In Apr-13, the Medicines and Healthcare products Regulatory Agency (MHRA) successfully prosecuted an individual for manipulating pre-clinical analytical data. Following identification of irregularities in the bioanalytical data, the MHRA was notified and the following investigation identified that the individual had selectively reported analytical data over a number of years dating back to 2003. The significance of this prosecution was huge within the Contract Research Laboratory world but also within the world of quality. From a quality perspective, the key issue in this case was that the quality checks, as well the audits conducted on the data, had not been robust enough to identify the data manipulation earlier.
Auditors are always trained to audit from source, but do they always know what that means when they are provided access to source data? Do they understand what it is that they should be checking in order to provide assurance that the data reported has not been subject to unnecessary manipulation or even deliberate misconduct by omission of data?
Any data generated from any instrument should be considered the source data and as such before any integration or manipulation of data from an instrument, a secure un-editable copy must be retained.
Sadly, in my experience as an auditor I have witnessed several instances where data has been altered or manipulated and reported as the raw source data. Examples include samples under investigation having been re-analysed at the end of a run and the data from the result had been repositioned in the run and relabelled to be used as a Quality Control (QC) sample. A similar instance was where the data reported from the instrument was not secure and an analyst was able to copy the result from one sample and insert the same result against a different sample.
There have been instances where not all the blank samples run after high QC samples and high calibration standards have been reported. This may be down to naivety of the analyst in that they did not think it necessary to report blanks if no peak was detected.
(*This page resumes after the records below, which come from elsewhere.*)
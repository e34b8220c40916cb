//! # nimbus-block: remote storage as a local block device
//!
//! Serves a virtual disk over the NBD protocol, backed by any
//! `nimbus-store` provider. The interesting part is the block map:
//! byte-range requests on one side, a fixed-block-size object store on
//! the other, with an LRU cache and a write-coalescing buffer in
//! between so the kernel never waits on the backend more than it has
//! to.
//!
//! # Architecture
//!
//! ```text
//! ┌────────────┐
//! │ NBD client │  (kernel nbd-client / qemu-nbd)
//! └─────┬──────┘
//!       │ NBD protocol
//! ┌─────▼──────┐
//! │ NbdServer  │  negotiation, transmission loop, sync ticker
//! └─────┬──────┘
//! ┌─────▼──────┐
//! │BlockDevice │  byte-level read / write / flush
//! └─────┬──────┘
//! ┌─────▼──────┐     ┌────────────┐  ┌─────────────┐
//! │  BlockMap  │────▶│ BlockCache │  │ WriteBuffer │
//! └─────┬──────┘     └────────────┘  └─────────────┘
//!       │ read_block / write_block
//! ┌─────▼────────┐
//! │ nimbus-store │  local dir, Dropbox, memory
//! └──────────────┘
//! ```

#![warn(missing_docs)]

pub mod blockmap;
pub mod buffer;
pub mod cache;
pub mod config;
pub mod device;
pub mod error;
pub mod nbd;
pub mod server;

pub use blockmap::BlockMap;
pub use buffer::WriteBuffer;
pub use cache::BlockCache;
pub use config::{BlockMapConfig, DEFAULT_BLOCK_SIZE, DEFAULT_CACHE_BYTES, NbdServerConfig};
pub use device::{BlockDevice, DeviceIo};
pub use error::{BlockError, BlockResult, NbdErrno};
pub use nbd::{ExportInfo, NbdConnection};
pub use server::NbdServer;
Alternatively, not reporting blanks could be for a sinister reason and the individual is trying to hide carryover.
The last example of suspicious data is regarding integration of peaks where I have witnessed instances where QC or calibration sample peak areas have been individually or manually integrated in order to provide a peak area which would allow the QCs and calibration standards to be within acceptable pass limits.
All of these examples of misconduct are very easily detected if you know where to look. The auditor or QC checker should always look to see if all samples which have been injected are reported. Look at the run times for any unexplained delays between injections or out of sequence times. Look at the sample position number during the run and whether any samples have been injected from multiple times but labelled differently. Finally, look at the audit trail for sample integration to see if any specific samples such as QC or calibration samples have been reintegrated multiple times.